__WHAT NEEDS TO BE DONE__
Please say how many lines in the records below contain the word "role". Give the number and nothing more.

__INFORMATION PROVIDED__

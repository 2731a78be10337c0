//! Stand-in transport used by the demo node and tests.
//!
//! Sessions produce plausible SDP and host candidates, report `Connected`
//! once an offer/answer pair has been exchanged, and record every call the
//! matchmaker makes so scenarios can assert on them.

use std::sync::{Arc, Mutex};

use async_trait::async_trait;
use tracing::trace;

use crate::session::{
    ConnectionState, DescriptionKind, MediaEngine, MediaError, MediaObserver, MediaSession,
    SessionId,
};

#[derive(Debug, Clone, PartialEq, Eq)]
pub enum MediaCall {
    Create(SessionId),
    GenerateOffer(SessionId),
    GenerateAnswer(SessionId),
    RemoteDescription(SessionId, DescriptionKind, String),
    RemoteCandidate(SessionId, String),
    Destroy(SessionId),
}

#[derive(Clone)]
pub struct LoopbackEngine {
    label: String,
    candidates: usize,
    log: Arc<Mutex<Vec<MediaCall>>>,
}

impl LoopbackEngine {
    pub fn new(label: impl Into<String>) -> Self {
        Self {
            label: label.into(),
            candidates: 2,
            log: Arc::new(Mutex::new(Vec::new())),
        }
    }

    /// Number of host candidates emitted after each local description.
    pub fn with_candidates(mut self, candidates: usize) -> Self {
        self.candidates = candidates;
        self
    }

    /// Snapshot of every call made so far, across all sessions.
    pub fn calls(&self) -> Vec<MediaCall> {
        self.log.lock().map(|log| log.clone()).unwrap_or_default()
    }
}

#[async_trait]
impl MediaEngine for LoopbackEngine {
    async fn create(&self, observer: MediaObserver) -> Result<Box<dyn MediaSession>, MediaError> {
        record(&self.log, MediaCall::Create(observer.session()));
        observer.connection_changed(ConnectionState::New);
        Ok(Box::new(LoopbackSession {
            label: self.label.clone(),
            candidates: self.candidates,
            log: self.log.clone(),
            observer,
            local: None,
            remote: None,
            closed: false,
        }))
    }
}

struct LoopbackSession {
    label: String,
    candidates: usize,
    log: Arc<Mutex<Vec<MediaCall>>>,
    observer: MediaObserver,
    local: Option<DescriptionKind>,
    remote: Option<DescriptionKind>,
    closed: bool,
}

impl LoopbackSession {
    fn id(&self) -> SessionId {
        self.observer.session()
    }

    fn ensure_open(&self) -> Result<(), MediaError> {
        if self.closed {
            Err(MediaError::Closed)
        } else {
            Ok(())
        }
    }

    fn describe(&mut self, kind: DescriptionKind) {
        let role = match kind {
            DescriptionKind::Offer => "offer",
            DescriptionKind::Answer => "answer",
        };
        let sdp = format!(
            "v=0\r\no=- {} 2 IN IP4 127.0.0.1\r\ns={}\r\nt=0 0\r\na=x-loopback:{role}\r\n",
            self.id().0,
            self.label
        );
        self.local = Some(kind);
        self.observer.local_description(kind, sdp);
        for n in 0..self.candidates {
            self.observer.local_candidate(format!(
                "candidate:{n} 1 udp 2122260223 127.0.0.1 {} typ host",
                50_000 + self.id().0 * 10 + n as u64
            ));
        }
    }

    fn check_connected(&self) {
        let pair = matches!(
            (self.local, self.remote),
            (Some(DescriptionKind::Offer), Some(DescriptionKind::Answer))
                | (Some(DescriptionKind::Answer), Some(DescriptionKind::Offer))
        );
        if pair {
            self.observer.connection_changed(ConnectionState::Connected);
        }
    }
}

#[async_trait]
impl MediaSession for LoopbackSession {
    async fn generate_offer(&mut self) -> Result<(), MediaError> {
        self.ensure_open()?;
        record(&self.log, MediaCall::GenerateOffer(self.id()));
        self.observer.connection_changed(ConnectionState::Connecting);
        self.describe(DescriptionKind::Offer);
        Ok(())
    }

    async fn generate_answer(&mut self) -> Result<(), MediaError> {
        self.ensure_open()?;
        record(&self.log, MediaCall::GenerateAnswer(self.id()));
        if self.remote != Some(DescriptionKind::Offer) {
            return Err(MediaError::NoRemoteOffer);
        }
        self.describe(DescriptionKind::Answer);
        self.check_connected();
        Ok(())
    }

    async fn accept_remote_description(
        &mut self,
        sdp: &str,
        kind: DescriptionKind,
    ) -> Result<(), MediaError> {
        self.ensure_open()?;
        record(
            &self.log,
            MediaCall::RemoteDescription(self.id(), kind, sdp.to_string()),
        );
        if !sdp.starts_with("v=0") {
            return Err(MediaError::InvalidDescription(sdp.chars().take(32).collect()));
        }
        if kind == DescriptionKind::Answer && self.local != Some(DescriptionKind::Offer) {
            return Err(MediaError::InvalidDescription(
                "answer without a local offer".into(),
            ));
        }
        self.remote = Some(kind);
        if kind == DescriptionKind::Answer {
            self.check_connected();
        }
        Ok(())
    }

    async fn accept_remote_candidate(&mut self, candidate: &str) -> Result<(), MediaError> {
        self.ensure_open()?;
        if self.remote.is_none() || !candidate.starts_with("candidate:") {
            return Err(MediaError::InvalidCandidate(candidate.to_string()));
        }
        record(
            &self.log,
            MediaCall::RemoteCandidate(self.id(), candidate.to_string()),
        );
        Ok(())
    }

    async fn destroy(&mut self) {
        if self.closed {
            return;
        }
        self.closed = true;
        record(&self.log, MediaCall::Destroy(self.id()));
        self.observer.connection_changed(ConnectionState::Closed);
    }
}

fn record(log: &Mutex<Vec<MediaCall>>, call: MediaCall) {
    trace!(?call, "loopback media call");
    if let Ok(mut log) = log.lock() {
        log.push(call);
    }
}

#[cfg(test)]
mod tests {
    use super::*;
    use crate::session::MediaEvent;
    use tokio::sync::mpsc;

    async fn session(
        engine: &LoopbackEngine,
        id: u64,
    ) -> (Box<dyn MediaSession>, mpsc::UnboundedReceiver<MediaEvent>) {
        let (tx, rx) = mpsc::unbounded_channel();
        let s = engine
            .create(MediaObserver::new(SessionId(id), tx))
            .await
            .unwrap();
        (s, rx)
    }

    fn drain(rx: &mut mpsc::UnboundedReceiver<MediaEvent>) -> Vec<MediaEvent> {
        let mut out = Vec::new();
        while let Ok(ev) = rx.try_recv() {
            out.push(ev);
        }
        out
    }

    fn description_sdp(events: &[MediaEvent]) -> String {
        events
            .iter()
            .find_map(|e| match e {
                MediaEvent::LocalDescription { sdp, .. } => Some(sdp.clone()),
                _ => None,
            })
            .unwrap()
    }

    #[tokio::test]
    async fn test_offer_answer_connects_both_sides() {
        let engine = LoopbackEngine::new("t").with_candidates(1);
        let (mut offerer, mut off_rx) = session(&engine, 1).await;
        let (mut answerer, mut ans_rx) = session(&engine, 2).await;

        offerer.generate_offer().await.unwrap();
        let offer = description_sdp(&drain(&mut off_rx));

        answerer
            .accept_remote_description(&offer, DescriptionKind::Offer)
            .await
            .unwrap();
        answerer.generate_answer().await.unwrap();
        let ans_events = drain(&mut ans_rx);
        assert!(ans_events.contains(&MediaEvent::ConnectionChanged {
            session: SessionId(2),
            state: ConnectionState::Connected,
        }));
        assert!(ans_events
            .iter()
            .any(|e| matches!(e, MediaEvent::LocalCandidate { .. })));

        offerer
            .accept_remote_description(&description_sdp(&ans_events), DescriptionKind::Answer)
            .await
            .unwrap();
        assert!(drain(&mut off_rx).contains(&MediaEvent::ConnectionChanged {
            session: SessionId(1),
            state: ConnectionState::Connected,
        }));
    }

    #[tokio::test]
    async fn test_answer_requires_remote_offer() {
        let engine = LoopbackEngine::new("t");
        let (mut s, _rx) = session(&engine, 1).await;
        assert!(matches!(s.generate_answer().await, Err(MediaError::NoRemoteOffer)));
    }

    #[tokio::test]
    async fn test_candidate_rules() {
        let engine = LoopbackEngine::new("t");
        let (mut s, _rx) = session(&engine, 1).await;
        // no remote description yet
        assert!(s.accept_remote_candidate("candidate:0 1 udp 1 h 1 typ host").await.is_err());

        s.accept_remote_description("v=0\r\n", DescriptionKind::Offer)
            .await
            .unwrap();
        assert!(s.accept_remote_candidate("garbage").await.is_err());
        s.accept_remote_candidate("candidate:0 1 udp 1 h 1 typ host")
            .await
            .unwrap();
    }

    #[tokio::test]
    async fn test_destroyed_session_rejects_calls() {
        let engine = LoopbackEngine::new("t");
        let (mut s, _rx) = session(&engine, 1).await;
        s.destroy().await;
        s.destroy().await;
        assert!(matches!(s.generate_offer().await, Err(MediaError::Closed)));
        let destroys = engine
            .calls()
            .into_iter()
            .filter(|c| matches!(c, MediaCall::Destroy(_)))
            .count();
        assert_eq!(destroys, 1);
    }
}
...
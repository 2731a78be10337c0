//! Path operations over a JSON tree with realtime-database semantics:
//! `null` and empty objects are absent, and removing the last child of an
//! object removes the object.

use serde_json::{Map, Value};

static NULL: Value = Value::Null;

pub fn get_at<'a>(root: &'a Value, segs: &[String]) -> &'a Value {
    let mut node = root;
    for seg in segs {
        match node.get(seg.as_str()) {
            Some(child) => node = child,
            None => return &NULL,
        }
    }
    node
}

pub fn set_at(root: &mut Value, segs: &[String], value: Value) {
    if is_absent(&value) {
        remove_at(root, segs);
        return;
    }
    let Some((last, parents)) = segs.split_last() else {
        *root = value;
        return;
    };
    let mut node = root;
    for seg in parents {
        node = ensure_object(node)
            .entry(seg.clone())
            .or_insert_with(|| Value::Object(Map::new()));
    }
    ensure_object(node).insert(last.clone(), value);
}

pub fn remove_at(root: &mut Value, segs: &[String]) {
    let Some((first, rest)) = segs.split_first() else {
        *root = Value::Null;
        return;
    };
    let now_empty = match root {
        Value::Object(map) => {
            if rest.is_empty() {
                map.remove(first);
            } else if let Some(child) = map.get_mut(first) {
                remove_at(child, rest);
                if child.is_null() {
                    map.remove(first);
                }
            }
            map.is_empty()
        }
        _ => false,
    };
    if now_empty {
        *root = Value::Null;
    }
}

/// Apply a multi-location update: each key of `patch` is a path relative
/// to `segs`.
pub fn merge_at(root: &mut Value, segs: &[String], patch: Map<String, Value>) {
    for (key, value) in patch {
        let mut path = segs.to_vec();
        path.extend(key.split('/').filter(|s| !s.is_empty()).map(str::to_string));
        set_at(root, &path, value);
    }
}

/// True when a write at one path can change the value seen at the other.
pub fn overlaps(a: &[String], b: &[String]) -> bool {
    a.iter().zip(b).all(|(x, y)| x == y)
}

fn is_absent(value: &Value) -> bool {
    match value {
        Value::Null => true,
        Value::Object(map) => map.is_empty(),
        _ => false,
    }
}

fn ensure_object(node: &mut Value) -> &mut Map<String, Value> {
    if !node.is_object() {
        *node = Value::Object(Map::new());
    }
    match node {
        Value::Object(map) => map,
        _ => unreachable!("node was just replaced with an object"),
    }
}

__ANSWER FOR THIS EXERCISE__
2